Nucléaire en Polynésie : une commission parlementaire exige des excuses officielles de l’État français

Une commission d’enquête parlementaire appelle la France à présenter des excuses officielles à la Polynésie pour les 193 essais nucléaires menés entre 1966 et 1996. Son rapport dénonce une «culture du secret», des mensonges d’État et un système d’indemnisation injuste, réclamant réparation et reconnaissance.
La commission d’enquête parlementaire sur les conséquences des essais nucléaires en Polynésie française a rendu les conclusions de ses six mois de travaux. Le président de la commission et député du Finistère, Didier Le Gac, et la rapporteuse polynésienne, Mereana Reid Arbelot, ont rendu public leur rapport de 731 pages dans la journée du 17 juin, incluant 48 auditions et 123 personnes entendues.
Le document retrace l'historique du choix de la Polynésie comme lieu des essais et les 193 essais menés entre 1966 et 1996. Les conséquences sanitaires, socio-économiques et environnementales des essais atmosphériques et souterrains ont aussi monopolisé une partie du travail d’enquête. Dans un geste qui se veut fort, les députés demandent que la France présente officiellement ses excuses à la population polynésienne. Une proposition qui compte parmi les 45 recommandations formulées au terme de l’enquête parlementaire.
« L'enquête a nourri la conviction de la commission d'enquête selon laquelle une demande de pardon de la part de la France à la Polynésie française s'imposait. Cette demande n'est pas un simple symbole, ni une demande de repentance. Elle doit être une démarche sincère, étape fondamentale dans le cadre d'un processus de réconciliation entre la Polynésie française et l'État », lit-on dans le rapport concernant les conséquences des essais nucléaires menés par la France.
« Oui, il y a eu des mensonges »
L’enquête parlementaire indique que « contrairement aux propos tenus par le président de la République, Emmanuel Macron, le 27 juillet 2021, à Papeete (la capitale de la Polynésie française, NDLR), les résultats de notre commission d’enquête permettent de l’affirmer : oui, il y a eu des mensonges ».
« La création d'une bombe nucléaire est une activité secrète », rappelle le rapport.

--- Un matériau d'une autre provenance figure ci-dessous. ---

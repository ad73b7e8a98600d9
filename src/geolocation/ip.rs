use async_trait::async_trait;
use serde::Deserialize;
use std::time::Duration;
use tracing::debug;

use super::{GeolocationError, PositionProvider};
use crate::config::HttpConfig;
use crate::search::Coordinates;

/// Approximate position from an IP geolocation service.
///
/// Understands the ip-api.com shape (`status`, `lat`, `lon`) and the
/// `latitude`/`longitude` shape used by most other services.
#[derive(Debug, Clone)]
pub struct IpLocationProvider {
    pub endpoint: String,
    inner: reqwest::Client,
}

#[derive(Debug, Deserialize)]
struct LookupBody {
    status: Option<String>,
    message: Option<String>,
    lat: Option<f64>,
    lon: Option<f64>,
    latitude: Option<f64>,
    longitude: Option<f64>,
}

impl IpLocationProvider {
    pub fn new(endpoint: impl Into<String>, http: &HttpConfig) -> Self {
        let inner = reqwest::Client::builder()
            .connect_timeout(Duration::from_millis(http.connect_timeout_ms))
            .timeout(Duration::from_millis(http.request_timeout_ms))
            .build()
            .unwrap_or_default();
        Self {
            endpoint: endpoint.into(),
            inner,
        }
    }
}

fn coordinates_from(body: LookupBody) -> Result<Coordinates, GeolocationError> {
    if body.status.as_deref() == Some("fail") {
        return Err(GeolocationError::Unavailable(
            body.message.unwrap_or_else(|| "lookup failed".into()),
        ));
    }
    match (body.lat.or(body.latitude), body.lon.or(body.longitude)) {
        (Some(lat), Some(lon)) => Ok(Coordinates { lat, lon }),
        _ => Err(GeolocationError::Unavailable(
            "response carried no coordinates".into(),
        )),
    }
}

#[async_trait]
impl PositionProvider for IpLocationProvider {
    fn name(&self) -> &'static str {
        "ip"
    }

    async fn current_position(&self) -> Result<Coordinates, GeolocationError> {
        let resp = self
            .inner
            .get(&self.endpoint)
            .send()
            .await
            .map_err(|e| GeolocationError::Unavailable(e.to_string()))?;
        let status = resp.status();
        if status == reqwest::StatusCode::FORBIDDEN || status == reqwest::StatusCode::UNAUTHORIZED
        {
            return Err(GeolocationError::PermissionDenied);
        }
        if !status.is_success() {
            return Err(GeolocationError::Unavailable(format!(
                "lookup service returned {status}"
            )));
        }
        let body: LookupBody = resp
            .json()
            .await
            .map_err(|e| GeolocationError::Unavailable(e.to_string()))?;
        debug!(?body, "ip lookup response");
        coordinates_from(body)
    }
}

#[cfg(test)]
mod tests {
    use super::*;
    use httptest::{Expectation, Server, matchers::*, responders::*};

    #[tokio::test]
    async fn reads_ip_api_shape() {
        let server = Server::run();
        server.expect(
            Expectation::matching(request::method_path("GET", "/json")).respond_with(
                json_encoded(serde_json::json!({
                    "status": "success",
                    "lat": 39.9526,
                    "lon": -75.1652,
                    "city": "Philadelphia"
                })),
            ),
        );
        let provider = IpLocationProvider::new(server.url_str("/json"), &HttpConfig::default());
        let pos = provider.current_position().await.unwrap();
        assert_eq!(
            pos,
            Coordinates {
                lat: 39.9526,
                lon: -75.1652
            }
        );
    }

    #[tokio::test]
    async fn reads_latitude_longitude_shape() {
        let server = Server::run();
        server.expect(
            Expectation::matching(request::method_path("GET", "/json")).respond_with(
                json_encoded(serde_json::json!({"latitude": 40.0, "longitude": -75.0})),
            ),
        );
        let provider = IpLocationProvider::new(server.url_str("/json"), &HttpConfig::default());
        assert_eq!(
            provider.current_position().await.unwrap(),
            Coordinates {
                lat: 40.0,
                lon: -75.0
            }
        );
    }

    #[tokio::test]
    async fn failed_lookup_is_unavailable() {
        let server = Server::run();
        server.expect(
            Expectation::matching(request::method_path("GET", "/json")).respond_with(
                json_encoded(serde_json::json!({"status": "fail", "message": "private range"})),
            ),
        );
        let provider = IpLocationProvider::new(server.url_str("/json"), &HttpConfig::default());
        assert_eq!(
            provider.current_position().await,
            Err(GeolocationError::Unavailable("private range".into()))
        );
    }

    #[tokio::test]
    async fn forbidden_is_permission_denied() {
        let server = Server::run();
        server.expect(
            Expectation::matching(request::method_path("GET", "/json"))
                .respond_with(status_code(403)),
        );
        let provider = IpLocationProvider::new(server.url_str("/json"), &HttpConfig::default());
        assert_eq!(
            provider.current_position().await,
            Err(GeolocationError::PermissionDenied)
        );
    }
}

Cette culture du secret des missions du Centre d'expérimentation du Pacifique (CEP), combinée à un « excès de confiance » des autorités, a engendré le fait que des responsables des essais nucléaires, à commencer par le général Thiry, sont persuadés de l'innocuité des essais », indique l’enquête parlementaire.
La commission déplore aussi qu’« à la suite des tirs ratés comme Aldébaran ou Centaure, les responsables du CEP se soient enfermés dans un déni de réalité et un silence obstiné pour minimiser, voire récuser l’évidence ». Résultat : les autorités françaises n’ont mis en place aucune mesure de protection pour protéger la population des retombées radioactives.
« L’inaction des autorités et l’adaptation erratique, toujours teintées de cette 'culture du secret' qui caractérise leurs choix, avant et après les tirs, aboutissent mécaniquement à laisser la population polynésienne dans l’ignorance la plus totale quant aux risques radioactifs auxquels elle est soumise », pointe le rapport.
Selon le rapport, « la gestion de l’exposition au risque illustre une articulation d’excès de confiance, d’adaptation erratique aux aléas et de culture du secret comme cadre des choix effectués durant les opérations », ajoutant que « ces raisons ont mené à une prise de risque avérée sur les personnes embarquées dans ces opérations et sur toute la population ».
L'État français refuse de reconnaître l'étendue des conséquences des essais
Le rapport met en cause le refus de l’État français de reconnaître l'étendue des conséquences sanitaires des essais, notamment à cause d’une « culture du secret qui a minimisé les risques radiologiques et leur impact avant, pendant et après les activités du CEP ». Les discours officiels des autorités penchent vers la minimisation des inquiétudes exprimées par une « grande partie de la population polynésienne, des anciens travailleurs et des vétérans », affirme le rapport, qui met en cause certains discours ne faisant « qu’exacerber les ressentiments sans par ailleurs apporter la moindre solution ».
Selon la mission de l'État qui, depuis 2022, aide à monter des dossiers d'indemnisation, aujourd'hui, 60 % des demandes des Polynésiens sont rejetées. Pour améliorer les conditions d’indemnisation, la commission recommande, entre autres mesures, de supprimer le seuil d'un millisievert, qui « ne permet pas de déterminer le lien ou l’absence de lien entre les maladies radio-induites et les essais nucléaires réalisés en Polynésie française », d’étendre la liste des pathologies liées aux retombées radioactives en ajoutant « les cancers du pancréas et du pharynx, le cancer précoce de la prostate ainsi que certaines maladies du muscle cardiaque », et de permettre l’accès à l’indemnisation en faveur des ayants droit et des victimes des « préjudices moraux et patrimoniaux subis par les proches ».